There are many other elements that make up a cohesive team and contribute to a team’s success. The first step is for you and your team to embrace the mindset, backed by research, that teamwork is a collection of skills that can be taught rather than a vague, innate quality people either have or don’t.
Good teamwork requires ongoing practice. It’s easy for workers to get caught up in individual tasks and let interpersonal issues and conflicts ferment. Busy managers shy away from conflicts, provide unclear direction, or neglect to give feedback on team behaviors. If managers want results from their teams, they need to make sure team members understand what teamwork entails and how they can practice these skills. A tool like The Five Behaviors® Team Development assessment and training provides a path to follow.
Team charters
Another useful tool is the team charter. This should answer the question of why the team exists. It should make clear team roles, responsibilities, and resources. It should provide details on how team results will be measured and by whom.
A section on composition and roles should clarify what work or tasks the team members are committing to. A section for milestones, benchmarks, or deliverables will let everyone know how they will be judged as a team, if they are on a track toward success, and maybe when they can schedule small celebrations.
As reported in the Harvard Business Review, “today’s employees want to be measured on the value they deliver, not the volume.
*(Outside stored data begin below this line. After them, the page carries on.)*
//! Input record model
//!
//! One `Record` per JSONL line. Records are built by the loader and never
//! mutated afterwards.

use serde::{Deserialize, Serialize};
use serde_json::{Map, Number, Value};
use std::cmp::Ordering;
use std::fmt;
use std::hash::{Hash, Hasher};

/// One annotated document
#[derive(Debug, Clone, PartialEq, Serialize, Deserialize)]
pub struct Record {
    pub metadata: RecordMetadata,
    pub text: String,
    pub subjects: Vec<Subject>,
}

impl Record {
    /// The join key between the two datasets
    pub fn data_id(&self) -> &str {
        &self.metadata.data_id
    }
}

/// Record metadata: the mandatory `data_id` plus every other key verbatim
///
/// `data_id` is also kept in `fields` so metadata comparison sees exactly
/// what the input contained.
#[derive(Debug, Clone, PartialEq, Serialize, Deserialize)]
#[serde(try_from = "Map<String, Value>", into = "Map<String, Value>")]
pub struct RecordMetadata {
    data_id: String,
    fields: Map<String, Value>,
}

impl RecordMetadata {
    /// Keys accepted for the record identifier, in lookup order
    pub const ID_KEYS: [&'static str; 2] = ["data_id", "dataId"];

    pub fn data_id(&self) -> &str {
        &self.data_id
    }

    /// All metadata keys, including the identifier
    pub fn fields(&self) -> &Map<String, Value> {
        &self.fields
    }
}

impl TryFrom<Map<String, Value>> for RecordMetadata {
    type Error = String;

    fn try_from(fields: Map<String, Value>) -> Result<Self, Self::Error> {
        let data_id = Self::ID_KEYS
            .iter()
            .find_map(|k| fields.get(*k))
            .and_then(Value::as_str)
            .ok_or_else(|| "metadata.data_id must be a string".to_string())?
            .to_string();
        Ok(Self { data_id, fields })
    }
}

impl From<RecordMetadata> for Map<String, Value> {
    fn from(meta: RecordMetadata) -> Self {
        meta.fields
    }
}

/// Subject identifier: any JSON scalar found in the input
///
/// `1` and `"1"` are different ids. Numbers compare by value, so `1`, `1.0`
/// and `true` are the same id; integral floats and booleans load as `Int`.
#[derive(Debug, Clone, PartialEq, Eq, Hash, PartialOrd, Ord, Serialize, Deserialize)]
#[serde(try_from = "Value", into = "Value")]
pub enum SubjectId {
    Null,
    Int(i64),
    /// Only for integers above `i64::MAX`
    UInt(u64),
    Float(FloatId),
    Text(String),
}

impl SubjectId {
    fn from_number(n: &Number) -> Self {
        if let Some(i) = n.as_i64() {
            return SubjectId::Int(i);
        }
        if let Some(u) = n.as_u64() {
            return SubjectId::UInt(u);
        }
        match n.as_f64() {
            Some(f) if f.fract() == 0.0 && f >= i64::MIN as f64 && f < i64::MAX as f64 => {
                SubjectId::Int(f as i64)
            }
            Some(f) => SubjectId::Float(FloatId(f)),
            // arbitrary-precision numbers outside f64
            None => SubjectId::Text(n.to_string()),
        }
    }
}

impl TryFrom<Value> for SubjectId {
    type Error = String;

    fn try_from(value: Value) -> Result<Self, Self::Error> {
        match value {
            Value::Null => Ok(SubjectId::Null),
            Value::Bool(b) => Ok(SubjectId::Int(i64::from(b))),
            Value::Number(n) => Ok(SubjectId::from_number(&n)),
            Value::String(s) => Ok(SubjectId::Text(s)),
            other => Err(format!("subject id must be a JSON scalar, got {}", other)),
        }
    }
}

impl From<SubjectId> for Value {
    fn from(id: SubjectId) -> Self {
        match id {
            SubjectId::Null => Value::Null,
            SubjectId::Int(n) => Value::from(n),
            SubjectId::UInt(n) => Value::from(n),
            SubjectId::Float(FloatId(f)) => Number::from_f64(f).map_or(Value::Null, Value::Number),
            SubjectId::Text(s) => Value::String(s),
        }
    }
}

impl fmt::Display for SubjectId {
    fn fmt(&self, f: &mut fmt::Formatter<'_>) -> fmt::Result {
        match self {
            SubjectId::Null => write!(f, "null"),
            SubjectId::Int(n) => write!(f, "{}", n),
            SubjectId::UInt(n) => write!(f, "{}", n),
            SubjectId::Float(FloatId(x)) => write!(f, "{}", x),
            SubjectId::Text(s) => write!(f, "{}", s),
        }
    }
}

/// Non-integral numeric subject id, ordered with `f64::total_cmp`
#[derive(Debug, Clone, Copy)]
pub struct FloatId(pub f64);

impl PartialEq for FloatId {
    fn eq(&self, other: &Self) -> bool {
        self.cmp(other) == Ordering::Equal
    }
}

impl Eq for FloatId {}

impl PartialOrd for FloatId {
    fn partial_cmp(&self, other: &Self) -> Option<Ordering> {
        Some(self.cmp(other))
    }
}

impl Ord for FloatId {
    fn cmp(&self, other: &Self) -> Ordering {
        self.0.total_cmp(&other.0)
    }
}

impl Hash for FloatId {
    fn hash<H: Hasher>(&self, state: &mut H) {
        self.0.to_bits().hash(state);
    }
}

impl From<i64> for SubjectId {
    fn from(n: i64) -> Self {
        SubjectId::Int(n)
    }
}

impl From<&str> for SubjectId {
    fn from(s: &str) -> Self {
        SubjectId::Text(s.to_string())
    }
}

/// An entity described within a record's text
#[derive(Debug, Clone, PartialEq, Serialize, Deserialize)]
pub struct Subject {
    pub id: SubjectId,
    pub description: String,
    #[serde(rename = "PIIs")]
    pub piis: Vec<Pii>,
}

/// One PII annotation attached to a subject
///
/// Unknown keys are kept in `extra` and written back out, so a PII echoed
/// into a report looks exactly like its input object.
#[derive(Debug, Clone, PartialEq, Serialize, Deserialize)]
pub struct Pii {
    pub tag: String,
    pub keyword: Value,
    pub certainty: Value,
    pub hardness: Value,
    #[serde(flatten)]
    pub extra: Map<String, Value>,
}

impl Pii {
    /// Names of the fields compared for a matched tag
    pub const COMPARED_FIELDS: [&'static str; 3] = ["keyword", "certainty", "hardness"];

    /// Look up one of the compared fields by name
    pub fn field(&self, name: &str) -> Option<&Value> {
        match name {
            "keyword" => Some(&self.keyword),
            "certainty" => Some(&self.certainty),
            "hardness" => Some(&self.hardness),
            _ => self.extra.get(name),
        }
    }
}

#[cfg(test)]
mod tests {
    use super::*;
    use serde_json::json;

    #[test]
    fn test_record_metadata_keeps_all_fields() {
        let meta: RecordMetadata =
            serde_json::from_value(json!({"data_id": "d1", "provenance": "x"})).unwrap();
        assert_eq!(meta.data_id(), "d1");
        assert_eq!(meta.fields().len(), 2);
        assert_eq!(meta.fields()["provenance"], json!("x"));
    }

    #[test]
    fn test_record_metadata_accepts_camel_case_alias() {
        let meta: RecordMetadata = serde_json::from_value(json!({"dataId": "d2"})).unwrap();
        assert_eq!(meta.data_id(), "d2");
    }

    #[test]
    fn test_record_metadata_rejects_numeric_id() {
        let meta: Result<RecordMetadata, _> = serde_json::from_value(json!({"data_id": 5}));
        assert!(meta.is_err());
    }

    #[test]
    fn test_subject_id_int_and_text_are_distinct() {
        let a: SubjectId = serde_json::from_value(json!(1)).unwrap();
        let b: SubjectId = serde_json::from_value(json!("1")).unwrap();
        assert_eq!(a, SubjectId::Int(1));
        assert_eq!(b, SubjectId::Text("1".into()));
        assert_ne!(a, b);
        assert_eq!(a.to_string(), b.to_string());
    }

    #[test]
    fn test_subject_id_accepts_every_scalar() {
        let id = |v: Value| serde_json::from_value::<SubjectId>(v).unwrap();

        assert_eq!(id(json!(1.0)), SubjectId::Int(1));
        assert_eq!(id(json!(true)), SubjectId::Int(1));
        assert_eq!(id(json!(u64::MAX)), SubjectId::UInt(u64::MAX));
        assert_eq!(id(json!(2.5)), SubjectId::Float(FloatId(2.5)));
        assert_eq!(id(json!(null)), SubjectId::Null);
        assert!(serde_json::from_value::<SubjectId>(json!([1])).is_err());
    }

    #[test]
    fn test_subject_id_serializes_as_plain_json() {
        let ids = vec![
            SubjectId::Int(-3),
            SubjectId::UInt(u64::MAX),
            SubjectId::Float(FloatId(2.5)),
            SubjectId::Text("s1".into()),
        ];
        let v = serde_json::to_value(&ids).unwrap();
        assert_eq!(v, json!([-3, u64::MAX, 2.5, "s1"]));
    }

    #[test]
    fn test_pii_preserves_extra_fields() {
        let input = json!({
            "tag": "NAME",
            "keyword": "Jane",
            "certainty": 5,
            "hardness": 1,
            "span": [0, 4]
        });
        let pii: Pii = serde_json::from_value(input.clone()).unwrap();
        assert_eq!(pii.extra["span"], json!([0, 4]));
        assert_eq!(serde_json::to_value(&pii).unwrap(), input);
    }

    #[test]
    fn test_pii_requires_compared_fields() {
        let missing = json!({"tag": "NAME", "keyword": "Jane", "certainty": 5});
        assert!(serde_json::from_value::<Pii>(missing).is_err());
    }

    #[test]
    fn test_pii_null_keyword_is_present() {
        let pii: Pii = serde_json::from_value(
            json!({"tag": "AGE", "keyword": null, "certainty": 0, "hardness": 0}),
        )
        .unwrap();
        assert_eq!(pii.field("keyword"), Some(&Value::Null));
    }
}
And they expect to be given the space and trust they need to do their very best work, wherever they happen to be.”
The section of the team charter that really covers issues around teamwork is the one for operations. Here teams can list their ground rules, their expectations for behaviors, communication requirements (platform, timing, tone, etc.), how they will make conflicts productive, and how they’ll hold each other accountable. Having all of this in print and accessible to all team members provides an anchor for team members, freelancers, those in-office, and those working from anywhere.
While someone in leadership will probably charge a team with a specific challenge, product, or activity, charters work best when the team works on the operations details of the charter together.
Many teams will benefit from the skills and outsider status of a facilitator when presented with the challenge of how to be a cohesive and high-achieving team. The real work of teamwork is personal and emotional and a little messy. That’s exactly why teamwork skills should be taught, discussed, and practiced. The payoff is happier, more productive employees and better results.